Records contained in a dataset
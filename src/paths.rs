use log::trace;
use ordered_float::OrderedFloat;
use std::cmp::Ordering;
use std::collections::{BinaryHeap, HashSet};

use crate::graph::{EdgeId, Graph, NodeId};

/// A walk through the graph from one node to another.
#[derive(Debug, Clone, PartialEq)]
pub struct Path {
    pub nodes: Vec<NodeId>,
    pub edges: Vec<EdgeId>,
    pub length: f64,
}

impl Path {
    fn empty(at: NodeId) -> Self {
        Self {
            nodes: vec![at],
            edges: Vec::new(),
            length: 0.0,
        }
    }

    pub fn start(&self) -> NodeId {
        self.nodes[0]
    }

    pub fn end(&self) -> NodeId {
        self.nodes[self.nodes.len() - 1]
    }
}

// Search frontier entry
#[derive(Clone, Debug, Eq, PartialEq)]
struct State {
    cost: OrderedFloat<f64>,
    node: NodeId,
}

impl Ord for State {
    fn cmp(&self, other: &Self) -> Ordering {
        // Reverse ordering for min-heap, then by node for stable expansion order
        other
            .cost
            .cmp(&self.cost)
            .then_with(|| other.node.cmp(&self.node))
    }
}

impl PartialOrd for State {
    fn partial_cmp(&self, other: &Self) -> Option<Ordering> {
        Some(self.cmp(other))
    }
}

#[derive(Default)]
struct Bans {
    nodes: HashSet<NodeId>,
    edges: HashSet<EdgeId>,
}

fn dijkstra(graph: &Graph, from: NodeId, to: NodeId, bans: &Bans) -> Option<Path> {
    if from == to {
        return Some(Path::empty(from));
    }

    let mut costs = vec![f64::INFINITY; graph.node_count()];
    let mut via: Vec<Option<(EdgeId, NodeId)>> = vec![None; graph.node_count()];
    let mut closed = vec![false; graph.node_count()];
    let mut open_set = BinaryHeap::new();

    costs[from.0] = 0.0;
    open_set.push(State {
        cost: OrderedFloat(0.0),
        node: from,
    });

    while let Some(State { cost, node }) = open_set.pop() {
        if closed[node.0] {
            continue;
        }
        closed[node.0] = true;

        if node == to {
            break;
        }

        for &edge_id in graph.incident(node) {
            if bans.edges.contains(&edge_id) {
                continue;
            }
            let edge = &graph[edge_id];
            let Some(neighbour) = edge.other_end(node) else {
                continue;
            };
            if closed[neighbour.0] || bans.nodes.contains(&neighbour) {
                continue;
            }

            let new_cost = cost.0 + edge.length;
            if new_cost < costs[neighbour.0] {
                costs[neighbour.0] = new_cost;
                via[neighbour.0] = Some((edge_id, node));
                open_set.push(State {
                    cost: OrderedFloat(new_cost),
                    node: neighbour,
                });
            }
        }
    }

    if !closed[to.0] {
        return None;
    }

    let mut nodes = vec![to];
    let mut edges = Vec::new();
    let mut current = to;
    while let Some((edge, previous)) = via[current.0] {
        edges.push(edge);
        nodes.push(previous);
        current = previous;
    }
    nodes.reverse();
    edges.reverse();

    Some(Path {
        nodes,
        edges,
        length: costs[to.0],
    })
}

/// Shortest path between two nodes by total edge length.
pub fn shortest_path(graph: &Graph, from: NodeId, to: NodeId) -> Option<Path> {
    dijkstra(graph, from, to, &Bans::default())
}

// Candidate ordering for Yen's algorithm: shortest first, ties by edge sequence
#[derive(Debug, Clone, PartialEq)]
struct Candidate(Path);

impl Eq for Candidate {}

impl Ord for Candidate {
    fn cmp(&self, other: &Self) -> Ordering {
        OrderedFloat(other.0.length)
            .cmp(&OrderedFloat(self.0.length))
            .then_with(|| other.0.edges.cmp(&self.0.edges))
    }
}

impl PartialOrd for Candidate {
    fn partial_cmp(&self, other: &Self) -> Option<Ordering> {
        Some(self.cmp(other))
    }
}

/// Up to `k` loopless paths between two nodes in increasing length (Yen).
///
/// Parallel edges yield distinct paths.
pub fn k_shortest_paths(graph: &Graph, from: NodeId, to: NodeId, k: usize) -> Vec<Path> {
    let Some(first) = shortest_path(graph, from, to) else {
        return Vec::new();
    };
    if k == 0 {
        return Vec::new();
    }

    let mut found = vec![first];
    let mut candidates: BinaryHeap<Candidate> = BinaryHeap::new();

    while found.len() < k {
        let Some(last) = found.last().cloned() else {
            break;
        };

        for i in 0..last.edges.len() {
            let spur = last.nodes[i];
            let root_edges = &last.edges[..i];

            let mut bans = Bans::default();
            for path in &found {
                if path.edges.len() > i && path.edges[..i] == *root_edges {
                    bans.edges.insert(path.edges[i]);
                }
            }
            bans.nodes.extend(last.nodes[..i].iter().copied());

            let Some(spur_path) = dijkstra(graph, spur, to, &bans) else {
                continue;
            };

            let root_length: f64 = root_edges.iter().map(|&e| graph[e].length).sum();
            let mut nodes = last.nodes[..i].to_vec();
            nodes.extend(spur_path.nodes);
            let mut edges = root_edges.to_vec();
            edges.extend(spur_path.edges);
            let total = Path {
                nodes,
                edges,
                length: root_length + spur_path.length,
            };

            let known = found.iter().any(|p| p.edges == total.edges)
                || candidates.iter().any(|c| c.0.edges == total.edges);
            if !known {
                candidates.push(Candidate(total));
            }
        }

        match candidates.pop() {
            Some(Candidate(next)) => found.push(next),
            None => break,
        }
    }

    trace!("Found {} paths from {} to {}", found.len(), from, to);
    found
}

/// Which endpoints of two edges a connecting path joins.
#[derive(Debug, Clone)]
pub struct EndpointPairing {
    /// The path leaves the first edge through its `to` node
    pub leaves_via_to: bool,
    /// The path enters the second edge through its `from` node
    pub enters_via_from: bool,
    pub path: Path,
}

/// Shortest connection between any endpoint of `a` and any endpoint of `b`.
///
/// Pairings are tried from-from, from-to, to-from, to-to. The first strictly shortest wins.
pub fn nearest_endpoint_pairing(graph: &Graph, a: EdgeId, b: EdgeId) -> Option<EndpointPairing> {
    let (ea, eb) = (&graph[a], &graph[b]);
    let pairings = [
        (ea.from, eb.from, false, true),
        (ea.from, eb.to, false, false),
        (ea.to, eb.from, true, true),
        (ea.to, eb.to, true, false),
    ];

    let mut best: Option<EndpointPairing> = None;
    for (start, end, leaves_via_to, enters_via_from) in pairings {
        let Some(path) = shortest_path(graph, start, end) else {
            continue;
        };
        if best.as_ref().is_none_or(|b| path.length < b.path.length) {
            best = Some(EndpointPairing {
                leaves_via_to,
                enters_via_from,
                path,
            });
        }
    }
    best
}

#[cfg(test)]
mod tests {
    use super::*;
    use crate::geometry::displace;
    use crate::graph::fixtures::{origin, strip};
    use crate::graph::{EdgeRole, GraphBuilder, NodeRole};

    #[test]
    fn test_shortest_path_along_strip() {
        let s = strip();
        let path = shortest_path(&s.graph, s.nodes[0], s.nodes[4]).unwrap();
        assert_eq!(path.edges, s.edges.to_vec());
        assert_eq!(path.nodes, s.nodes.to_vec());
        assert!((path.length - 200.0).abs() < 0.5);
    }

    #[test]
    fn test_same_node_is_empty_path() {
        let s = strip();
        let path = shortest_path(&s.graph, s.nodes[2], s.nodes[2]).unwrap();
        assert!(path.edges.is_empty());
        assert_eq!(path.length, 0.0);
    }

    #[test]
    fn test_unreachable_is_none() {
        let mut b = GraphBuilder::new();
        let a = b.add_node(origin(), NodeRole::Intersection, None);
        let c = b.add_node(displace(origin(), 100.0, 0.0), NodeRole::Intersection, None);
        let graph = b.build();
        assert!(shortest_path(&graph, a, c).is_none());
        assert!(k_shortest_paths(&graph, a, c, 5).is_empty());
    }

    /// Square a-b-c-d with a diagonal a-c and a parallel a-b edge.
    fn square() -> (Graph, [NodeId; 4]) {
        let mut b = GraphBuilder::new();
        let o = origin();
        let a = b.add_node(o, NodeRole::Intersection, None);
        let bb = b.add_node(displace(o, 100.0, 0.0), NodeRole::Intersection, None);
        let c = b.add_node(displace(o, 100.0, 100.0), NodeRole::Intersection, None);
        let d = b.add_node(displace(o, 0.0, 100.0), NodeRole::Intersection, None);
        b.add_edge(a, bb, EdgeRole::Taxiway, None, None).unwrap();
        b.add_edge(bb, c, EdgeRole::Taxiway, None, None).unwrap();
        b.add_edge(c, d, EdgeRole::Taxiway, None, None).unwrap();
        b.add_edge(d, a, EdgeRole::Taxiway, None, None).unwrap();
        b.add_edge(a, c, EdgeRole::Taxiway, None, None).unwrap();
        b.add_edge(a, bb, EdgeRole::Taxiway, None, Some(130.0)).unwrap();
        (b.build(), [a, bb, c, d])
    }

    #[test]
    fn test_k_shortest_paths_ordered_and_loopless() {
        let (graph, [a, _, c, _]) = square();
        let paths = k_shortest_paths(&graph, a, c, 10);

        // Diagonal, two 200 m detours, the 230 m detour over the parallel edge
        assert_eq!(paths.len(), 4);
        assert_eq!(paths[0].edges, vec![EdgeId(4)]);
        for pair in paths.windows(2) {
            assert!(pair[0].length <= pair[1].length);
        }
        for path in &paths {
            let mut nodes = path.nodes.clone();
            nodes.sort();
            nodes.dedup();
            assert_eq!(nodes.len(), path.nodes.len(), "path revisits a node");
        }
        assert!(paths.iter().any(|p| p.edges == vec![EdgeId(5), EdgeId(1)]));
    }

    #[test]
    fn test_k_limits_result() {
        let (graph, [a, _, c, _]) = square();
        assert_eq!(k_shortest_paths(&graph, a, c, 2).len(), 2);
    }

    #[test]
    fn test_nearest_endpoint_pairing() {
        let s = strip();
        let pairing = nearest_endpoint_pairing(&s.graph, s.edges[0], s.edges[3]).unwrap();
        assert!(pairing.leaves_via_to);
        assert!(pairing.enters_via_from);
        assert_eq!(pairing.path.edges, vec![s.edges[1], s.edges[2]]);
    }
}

Your assignment: Check each line of the data above for the word "neighbour", then state how many lines have it. Give the number alone.

Output below: 6